Bu sene çok talihsiz maçlar oynadık. TFF 1. Lig'teki zayıf ve düşme hattındaki rakiplere çok fazla puan kaybettik. Son dakikalarda kaybettiğimiz maçlar da cabası. İlk yarıda liderliği yakaladığımız haftadan sonraki düşüş hem taraftar hem de takım için çok dramatik ve üzücü oldu. Zirveye oturan Boluspor ile hepimizin Süper Lig ümitleri arttı ve bu performans bütün Bolu'yu heyecanlandırdı. Fakat daha sonra alınan şok ve farklı mağlubiyetler takımın tecrübesine, bu seneki başarısına hiç yakışmadı. Tenik direktör Fuat Çapa ve yönetim devre arasında kadroda önemli değişikliklere gitti.

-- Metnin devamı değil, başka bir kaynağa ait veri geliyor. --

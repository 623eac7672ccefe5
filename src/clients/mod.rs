//! Client modules for external API interactions

pub mod supabase_client;

pub use supabase_client::{SupabaseAdmin, without_credentials};
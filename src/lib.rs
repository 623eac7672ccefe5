/// supabase-admin - a service-role Supabase client configured from the environment.
///
/// The crate reads `SUPABASE_URL` and `SUPABASE_SERVICE_KEY`, refuses to build
/// anything if either is missing, and produces a single client handle with
/// session persistence disabled for trusted server-side use.
///
/// # Architecture
///
/// - `core::config` holds the endpoint/key pair
/// - `core::options` mirrors the SDK client options (`{auth: {persistSession: false}}`)
/// - `clients::SupabaseAdmin` is the handle, built on reqwest
/// - `admin` keeps one process-wide handle for applications that want it
///
/// # Example
///
/// ```no_run
/// use supabase_admin::core::config::AdminConfig;
/// use supabase_admin::clients::SupabaseAdmin;
///
/// #[tokio::main]
/// async fn main() -> Result<(), Box<dyn std::error::Error>> {
///     supabase_admin::setup_logging();
///
///     // Fail fast at startup if the environment is incomplete
///     let admin = supabase_admin::admin::init()?;
///
///     // Or construct one explicitly, e.g. in tests
///     let config = AdminConfig::new("https://x.example", "dummy_service_key")?;
///     let _local = SupabaseAdmin::new(config)?;
///
///     let rows = admin
///         .from("profiles")
///         .query(&[("select", "*")])
///         .send()
///         .await?
///         .text()
///         .await?;
///     println!("{rows}");
///
///     Ok(())
/// }
/// ```
// Module declarations
pub mod admin;
pub mod clients;
pub mod core;
pub mod errors;

pub use crate::clients::SupabaseAdmin;
pub use crate::core::config::AdminConfig;
pub use crate::errors::AdminError;

/// Configure structured logging with JSON output.
///
/// The level filter comes from `RUST_LOG` and falls back to `info`. Calling
/// this more than once is harmless; only the first subscriber is installed.
///
/// # Example
///
/// ```
/// supabase_admin::setup_logging();
/// ```
pub fn setup_logging() {
    use tracing_subscriber::EnvFilter;
    use tracing_subscriber::prelude::*;

    let filter = EnvFilter::try_from_default_env().unwrap_or_else(|_| EnvFilter::new("info"));
    let fmt_layer = tracing_subscriber::fmt::layer().json().with_target(true);

    let _ = tracing_subscriber::registry()
        .with(filter)
        .with(fmt_layer)
        .try_init();
}
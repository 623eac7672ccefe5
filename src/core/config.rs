use std::env;
use std::fmt;

use crate::errors::AdminError;

pub const SUPABASE_URL: &str = "SUPABASE_URL";
pub const SUPABASE_SERVICE_KEY: &str = "SUPABASE_SERVICE_KEY";

/// Endpoint and service-role key for the admin client.
///
/// Values are kept exactly as supplied. Both are guaranteed non-empty.
#[derive(Clone, PartialEq, Eq)]
pub struct AdminConfig {
    url: String,
    service_key: String,
}

impl AdminConfig {
    /// # Errors
    ///
    /// Returns `AdminError::MissingConfiguration` naming every empty value.
    pub fn new(
        url: impl Into<String>,
        service_key: impl Into<String>,
    ) -> Result<Self, AdminError> {
        let url = url.into();
        let service_key = service_key.into();

        let mut missing = Vec::new();
        if url.is_empty() {
            missing.push(SUPABASE_URL);
        }
        if service_key.is_empty() {
            missing.push(SUPABASE_SERVICE_KEY);
        }
        if !missing.is_empty() {
            return Err(AdminError::MissingConfiguration(missing));
        }

        Ok(Self { url, service_key })
    }

    /// Reads `SUPABASE_URL` and `SUPABASE_SERVICE_KEY` from the process environment.
    ///
    /// # Errors
    ///
    /// Returns `AdminError::MissingConfiguration` if either variable is unset,
    /// empty, or not valid unicode.
    pub fn from_env() -> Result<Self, AdminError> {
        Self::from_lookup(|name| env::var(name).ok())
    }

    /// Same as [`AdminConfig::from_env`] but with the variables resolved by `lookup`.
    ///
    /// # Errors
    ///
    /// Returns `AdminError::MissingConfiguration` if either value is absent or empty.
    pub fn from_lookup<F>(lookup: F) -> Result<Self, AdminError>
    where
        F: Fn(&str) -> Option<String>,
    {
        let url = lookup(SUPABASE_URL).unwrap_or_default();
        let service_key = lookup(SUPABASE_SERVICE_KEY).unwrap_or_default();
        Self::new(url, service_key)
    }

    #[must_use]
    pub fn url(&self) -> &str {
        &self.url
    }

    #[must_use]
    pub fn service_key(&self) -> &str {
        &self.service_key
    }
}

impl fmt::Debug for AdminConfig {
    fn fmt(&self, f: &mut fmt::Formatter<'_>) -> fmt::Result {
        f.debug_struct("AdminConfig")
            .field("url", &self.url)
            .field("service_key", &"[REDACTED]")
            .finish()
    }
}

Bu değişiklikler her revizyonda olduğu gibi eleştirilere neden oldu. Yapıcı eleştiriler güzel fakat takımın konsantrasyonunu bozacak eleştiriler ikinci yarı başı performansını olumsuz etkiledi diye düşünüyorum. Takımımız kupada yedek takımla çıkmasına rağmen Beşiktaş ve ikinci yarının flaş takımı Kayserispor'u elinden kaçırdı. Aynı şekilde Eskişehirspor ile yapılan iki maçta da üstün olan taraf Boluspor'du. İki maçta da elde ettiğimiz üstünlüğü sonuca yansıtamadık.
Bu hafta oynayacağımız Denizlispor maçı ile tıpkı Barcelona'nın yaptığı gibi kalan maçlarımızda son dakikaya kadar hatta terimizin son damlasına kadar mücadele edersek başarı bizimdir. Boluspor tarftarı buna inanıyor. Takımına, hocasına, yönetime inanıyor. Küçük şehrin büyük öyküsü bir mucize daha yazabilir buna inanıyoruz. Altyapıdaki başarılar hepimizi gururlandırıyor. Tıpkı dün akşam oynanan unutulmaz Barcelona – PSG maçında 65. dakikada oyuna giren Türk futbol altyapısından yetişmiş Arda Turan gibi. A takımımıza ve Türk milli takımlarına inanıyorum altyapımızdan çok futbolcu yetişecektir. Boluspor'un tesis olarak ve altyapıya verdiği önem olarak böylede bir msiyonu vardır. Yeni stad ve yeni tesisler ile Bolsuspor'umuzun vizyonu değişecek daha yüksek hedeflere yönelecektir.
Bu şehrin takımlarını futbolda, basketbolda, voleybolda ve diğer tüm branşlarda desteklemeye evam edelim. Bolu bir spor ve turizm şehridir.
Sağlıcakla Kalın...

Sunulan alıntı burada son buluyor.